WHAT THE TASK REQUIRES: Your answer should be every line from the records that contains "true".

SOURCE RECORDS:
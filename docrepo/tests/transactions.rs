mod common;

use std::time::Duration;

use docrepo::prelude::*;

use common::{Customer, context};

#[tokio::test]
async fn begin_twice_fails_and_leaves_first_transaction_intact() {
    let context = context();

    context.begin_transaction(None, None).await.unwrap();
    assert!(matches!(
        context.begin_transaction(None, None).await,
        Err(DocumentStoreError::TransactionAlreadyActive)
    ));
    assert!(context.has_active_transaction().await);

    context.commit_transaction().await.unwrap();
    assert!(!context.has_active_transaction().await);
}

#[tokio::test]
async fn commit_or_rollback_without_transaction_fails() {
    let context = context();

    assert!(matches!(
        context.commit_transaction().await,
        Err(DocumentStoreError::NoActiveTransaction)
    ));
    assert!(matches!(
        context.rollback_transaction().await,
        Err(DocumentStoreError::NoActiveTransaction)
    ));
}

#[tokio::test]
async fn rollback_discards_writes() {
    let context = context();
    let mut customers = context.repository::<Customer>().unwrap();

    let mut alice = Customer::new("Alice", 30);
    customers.add(&mut alice).await.unwrap();

    context.begin_transaction(None, None).await.unwrap();

    let mut bob = Customer::new("Bob", 25);
    customers.add(&mut bob).await.unwrap();
    customers.delete(&alice).await.unwrap();
    assert_eq!(customers.count(Filter::all()).await.unwrap(), 1);

    context.rollback_transaction().await.unwrap();

    assert_eq!(customers.get_all(Filter::all()).await.unwrap(), vec![alice]);
}

#[tokio::test]
async fn commit_publishes_writes() {
    let context = context();
    let observer = DocumentContext::new(context.backend().clone());
    let other = observer.repository::<Customer>().unwrap();

    context.begin_transaction(None, None).await.unwrap();

    let mut customers = context.repository::<Customer>().unwrap();
    let mut carol = Customer::new("Carol", 35);
    customers.add(&mut carol).await.unwrap();

    assert_eq!(other.count(Filter::all()).await.unwrap(), 0);

    context.commit_transaction().await.unwrap();

    assert_eq!(other.count(Filter::all()).await.unwrap(), 1);
    assert_eq!(other.get_by_id(&carol.id).await.unwrap(), Some(carol));
}

#[tokio::test]
async fn commit_keeps_writes_made_outside_the_transaction() {
    let context = context();
    let outsider = DocumentContext::new(context.backend().clone());

    context.begin_transaction(None, None).await.unwrap();
    let mut inside = context.repository::<Customer>().unwrap();
    let mut grace = Customer::new("Grace", 28);
    inside.add(&mut grace).await.unwrap();

    let mut outside = outsider.repository::<Customer>().unwrap();
    let mut heidi = Customer::new("Heidi", 33);
    outside.add(&mut heidi).await.unwrap();
    outside
        .create_ascending_index("name", IndexOptions::default())
        .await
        .unwrap();

    context.commit_transaction().await.unwrap();

    let mut names: Vec<String> = outside
        .get_all(Filter::all())
        .await
        .unwrap()
        .into_iter()
        .map(|c| c.name)
        .collect();
    names.sort();
    assert_eq!(names, vec!["Grace", "Heidi"]);
    assert_eq!(outside.get_index_names().await.unwrap(), vec!["_id_", "name_1"]);
}

#[tokio::test]
async fn with_transaction_commits_on_success() {
    let context = context();

    let id = context
        .with_transaction(None, None, async || {
            let mut customers = context.repository::<Customer>()?;
            let mut dave = Customer::new("Dave", 41);
            customers.add(&mut dave).await?;
            Ok(dave.id)
        })
        .await
        .unwrap();

    assert!(!context.has_active_transaction().await);

    let customers = context.repository::<Customer>().unwrap();
    assert!(customers.get_by_id(&id).await.unwrap().is_some());
}

#[tokio::test]
async fn with_transaction_rolls_back_on_failure() {
    let context = context();

    let result: DocumentStoreResult<()> = context
        .with_transaction(None, None, async || {
            let mut customers = context.repository::<Customer>()?;
            let mut eve = Customer::new("Eve", 19);
            customers.add(&mut eve).await?;
            customers.first(Filter::eq("name", "Nobody")).await?;
            Ok(())
        })
        .await;

    assert!(matches!(result, Err(DocumentStoreError::NoMatchingDocument(_))));
    assert!(!context.has_active_transaction().await);

    let customers = context.repository::<Customer>().unwrap();
    assert_eq!(customers.count(Filter::all()).await.unwrap(), 0);
}

#[tokio::test]
async fn sessions_can_be_shared_between_contexts() {
    let first = context();
    let store = first.backend().clone();
    let second = DocumentContext::new(store);

    let session = first.begin_transaction(None, None).await.unwrap();
    assert!(second.use_transaction(session.clone()).await.is_none());
    assert_eq!(second.current_session().await, Some(session));

    let mut customers = second.repository::<Customer>().unwrap();
    let mut frank = Customer::new("Frank", 50);
    customers.add(&mut frank).await.unwrap();

    first.commit_transaction().await.unwrap();

    let outside = first.repository::<Customer>().unwrap();
    assert_eq!(outside.count(Filter::all()).await.unwrap(), 1);
}

#[tokio::test]
async fn cancelled_context_short_circuits_operations() {
    let token = CancellationToken::new();
    let context = context().with_cancellation(token.clone());
    let customers = context.repository::<Customer>().unwrap();

    token.cancel();

    assert!(matches!(
        customers.count(Filter::all()).await,
        Err(DocumentStoreError::Cancelled)
    ));
    assert!(matches!(
        context.begin_transaction(None, None).await,
        Err(DocumentStoreError::Cancelled)
    ));
    assert!(!context.has_active_transaction().await);
}

#[tokio::test]
async fn transaction_options_are_accepted() {
    let context = context();
    let options = TransactionOptions {
        majority_write: true,
        max_commit_time: Some(Duration::from_secs(5)),
    };

    context
        .begin_transaction(Some(SessionOptions { causal_consistency: Some(true) }), Some(options))
        .await
        .unwrap();
    context.rollback_transaction().await.unwrap();
}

SOLUTION BELOW:
        majority_write: true,
        .begin_transaction(Some(SessionOptions { causal_consistency: Some(true) }), Some(options))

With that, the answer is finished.